PROBLEM DESCRIPTION: Across all the records, filter for lines with the word "Fleet" and copy them.

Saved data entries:
____________________

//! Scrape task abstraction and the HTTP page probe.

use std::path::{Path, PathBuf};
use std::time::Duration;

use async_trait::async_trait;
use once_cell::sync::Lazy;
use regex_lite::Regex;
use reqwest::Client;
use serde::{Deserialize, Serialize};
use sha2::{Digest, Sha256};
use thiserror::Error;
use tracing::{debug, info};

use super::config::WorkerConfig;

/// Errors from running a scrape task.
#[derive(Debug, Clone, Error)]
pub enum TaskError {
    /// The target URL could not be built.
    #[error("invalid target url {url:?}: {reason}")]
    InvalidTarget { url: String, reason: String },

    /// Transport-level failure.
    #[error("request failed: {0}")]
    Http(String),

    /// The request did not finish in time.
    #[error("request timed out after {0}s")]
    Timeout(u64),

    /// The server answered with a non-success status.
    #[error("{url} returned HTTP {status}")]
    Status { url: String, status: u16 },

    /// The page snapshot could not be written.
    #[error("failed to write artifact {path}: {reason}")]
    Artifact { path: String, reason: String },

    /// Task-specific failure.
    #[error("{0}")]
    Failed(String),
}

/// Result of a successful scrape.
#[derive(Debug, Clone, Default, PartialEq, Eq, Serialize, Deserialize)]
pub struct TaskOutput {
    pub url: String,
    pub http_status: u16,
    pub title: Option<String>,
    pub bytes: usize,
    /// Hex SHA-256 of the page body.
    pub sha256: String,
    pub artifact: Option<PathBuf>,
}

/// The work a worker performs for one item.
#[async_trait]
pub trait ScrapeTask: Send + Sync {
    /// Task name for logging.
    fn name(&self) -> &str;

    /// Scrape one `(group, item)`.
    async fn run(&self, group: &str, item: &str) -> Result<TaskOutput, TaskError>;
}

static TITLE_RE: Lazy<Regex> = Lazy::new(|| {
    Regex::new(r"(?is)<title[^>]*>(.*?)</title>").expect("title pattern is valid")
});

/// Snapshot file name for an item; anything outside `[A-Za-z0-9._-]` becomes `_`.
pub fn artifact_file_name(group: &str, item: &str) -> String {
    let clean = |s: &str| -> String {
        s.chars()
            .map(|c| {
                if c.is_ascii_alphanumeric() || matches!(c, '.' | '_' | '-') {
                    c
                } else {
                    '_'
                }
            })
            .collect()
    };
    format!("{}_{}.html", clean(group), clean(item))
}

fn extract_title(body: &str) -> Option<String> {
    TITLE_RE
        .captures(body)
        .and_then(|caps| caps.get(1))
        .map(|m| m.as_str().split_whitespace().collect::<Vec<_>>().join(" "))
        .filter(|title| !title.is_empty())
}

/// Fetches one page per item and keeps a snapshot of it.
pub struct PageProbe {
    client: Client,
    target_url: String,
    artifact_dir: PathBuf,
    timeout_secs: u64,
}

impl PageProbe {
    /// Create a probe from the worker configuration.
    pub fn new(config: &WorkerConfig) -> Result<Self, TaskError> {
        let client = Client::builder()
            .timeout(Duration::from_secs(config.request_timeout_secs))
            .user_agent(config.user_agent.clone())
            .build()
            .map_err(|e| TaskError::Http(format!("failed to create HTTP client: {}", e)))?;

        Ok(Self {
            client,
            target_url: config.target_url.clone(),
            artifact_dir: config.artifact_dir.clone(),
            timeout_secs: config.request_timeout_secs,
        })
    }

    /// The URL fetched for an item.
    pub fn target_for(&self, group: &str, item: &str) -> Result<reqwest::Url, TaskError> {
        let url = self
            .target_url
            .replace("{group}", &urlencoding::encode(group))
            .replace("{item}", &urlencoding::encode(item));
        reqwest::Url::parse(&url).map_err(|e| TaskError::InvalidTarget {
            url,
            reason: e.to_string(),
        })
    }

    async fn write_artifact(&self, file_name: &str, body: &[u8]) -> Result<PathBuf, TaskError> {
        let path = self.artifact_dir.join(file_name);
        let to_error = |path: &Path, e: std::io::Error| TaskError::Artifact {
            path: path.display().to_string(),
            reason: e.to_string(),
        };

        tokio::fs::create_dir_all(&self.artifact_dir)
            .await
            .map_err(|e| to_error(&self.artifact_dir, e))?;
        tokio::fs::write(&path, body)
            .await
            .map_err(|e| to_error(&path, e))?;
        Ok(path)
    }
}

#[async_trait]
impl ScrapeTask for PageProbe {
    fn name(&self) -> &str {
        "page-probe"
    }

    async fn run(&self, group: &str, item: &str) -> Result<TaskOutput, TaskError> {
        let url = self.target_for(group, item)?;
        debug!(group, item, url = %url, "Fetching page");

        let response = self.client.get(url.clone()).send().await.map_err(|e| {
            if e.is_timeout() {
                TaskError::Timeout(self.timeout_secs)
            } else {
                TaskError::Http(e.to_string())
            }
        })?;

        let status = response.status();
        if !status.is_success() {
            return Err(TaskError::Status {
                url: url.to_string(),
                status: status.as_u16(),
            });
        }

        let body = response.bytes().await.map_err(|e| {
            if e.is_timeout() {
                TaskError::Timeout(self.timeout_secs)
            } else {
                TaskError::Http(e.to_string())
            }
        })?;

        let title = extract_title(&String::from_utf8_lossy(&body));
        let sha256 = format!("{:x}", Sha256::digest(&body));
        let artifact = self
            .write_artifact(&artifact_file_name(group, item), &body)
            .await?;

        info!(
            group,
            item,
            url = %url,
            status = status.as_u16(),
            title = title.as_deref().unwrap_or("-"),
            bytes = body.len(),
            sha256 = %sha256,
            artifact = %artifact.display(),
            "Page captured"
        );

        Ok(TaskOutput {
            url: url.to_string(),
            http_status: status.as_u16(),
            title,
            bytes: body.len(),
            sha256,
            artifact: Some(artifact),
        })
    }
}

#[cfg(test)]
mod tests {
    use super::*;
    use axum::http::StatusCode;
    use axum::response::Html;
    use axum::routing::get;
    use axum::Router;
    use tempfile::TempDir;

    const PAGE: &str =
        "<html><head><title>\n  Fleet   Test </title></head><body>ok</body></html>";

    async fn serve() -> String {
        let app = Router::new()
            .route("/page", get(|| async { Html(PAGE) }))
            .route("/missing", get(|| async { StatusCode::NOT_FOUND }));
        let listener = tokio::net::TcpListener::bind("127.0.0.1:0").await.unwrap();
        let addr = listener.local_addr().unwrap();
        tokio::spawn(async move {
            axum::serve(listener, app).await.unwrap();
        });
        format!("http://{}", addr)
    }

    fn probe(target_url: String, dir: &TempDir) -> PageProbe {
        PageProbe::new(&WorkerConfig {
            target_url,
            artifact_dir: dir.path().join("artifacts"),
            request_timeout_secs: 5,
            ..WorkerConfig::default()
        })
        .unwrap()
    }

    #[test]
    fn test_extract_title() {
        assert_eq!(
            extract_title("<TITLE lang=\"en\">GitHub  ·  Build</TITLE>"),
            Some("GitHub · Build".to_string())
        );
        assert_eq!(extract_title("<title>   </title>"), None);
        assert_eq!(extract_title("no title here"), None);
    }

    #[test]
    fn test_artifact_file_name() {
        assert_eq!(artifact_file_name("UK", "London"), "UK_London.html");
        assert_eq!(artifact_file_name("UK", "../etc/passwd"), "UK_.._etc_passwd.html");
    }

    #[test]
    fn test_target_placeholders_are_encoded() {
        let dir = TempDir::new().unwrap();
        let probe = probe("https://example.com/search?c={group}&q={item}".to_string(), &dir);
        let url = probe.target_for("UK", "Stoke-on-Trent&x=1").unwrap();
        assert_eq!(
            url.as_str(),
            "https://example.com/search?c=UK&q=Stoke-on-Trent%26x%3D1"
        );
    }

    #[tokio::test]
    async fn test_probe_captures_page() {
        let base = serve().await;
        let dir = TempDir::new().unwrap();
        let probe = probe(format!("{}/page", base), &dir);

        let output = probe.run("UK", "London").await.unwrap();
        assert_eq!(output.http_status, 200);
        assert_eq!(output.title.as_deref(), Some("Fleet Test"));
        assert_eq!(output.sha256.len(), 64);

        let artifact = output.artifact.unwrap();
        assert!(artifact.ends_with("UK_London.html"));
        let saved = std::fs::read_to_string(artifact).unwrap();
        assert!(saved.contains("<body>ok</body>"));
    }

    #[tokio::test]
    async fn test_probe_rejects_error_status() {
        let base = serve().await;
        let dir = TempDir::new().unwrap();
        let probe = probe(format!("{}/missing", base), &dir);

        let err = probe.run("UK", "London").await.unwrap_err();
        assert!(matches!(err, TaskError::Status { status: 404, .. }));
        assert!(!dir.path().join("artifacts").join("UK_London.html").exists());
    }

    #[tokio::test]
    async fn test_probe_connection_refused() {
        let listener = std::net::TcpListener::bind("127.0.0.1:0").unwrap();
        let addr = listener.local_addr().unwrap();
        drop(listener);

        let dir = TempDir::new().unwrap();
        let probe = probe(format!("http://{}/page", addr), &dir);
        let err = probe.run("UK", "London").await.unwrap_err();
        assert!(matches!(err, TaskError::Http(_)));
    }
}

____________________

RESPONSE TO THE TASK:
        "<html><head><title>\n  Fleet   Test </title></head><body>ok</body></html>";
        assert_eq!(output.title.as_deref(), Some("Fleet Test"));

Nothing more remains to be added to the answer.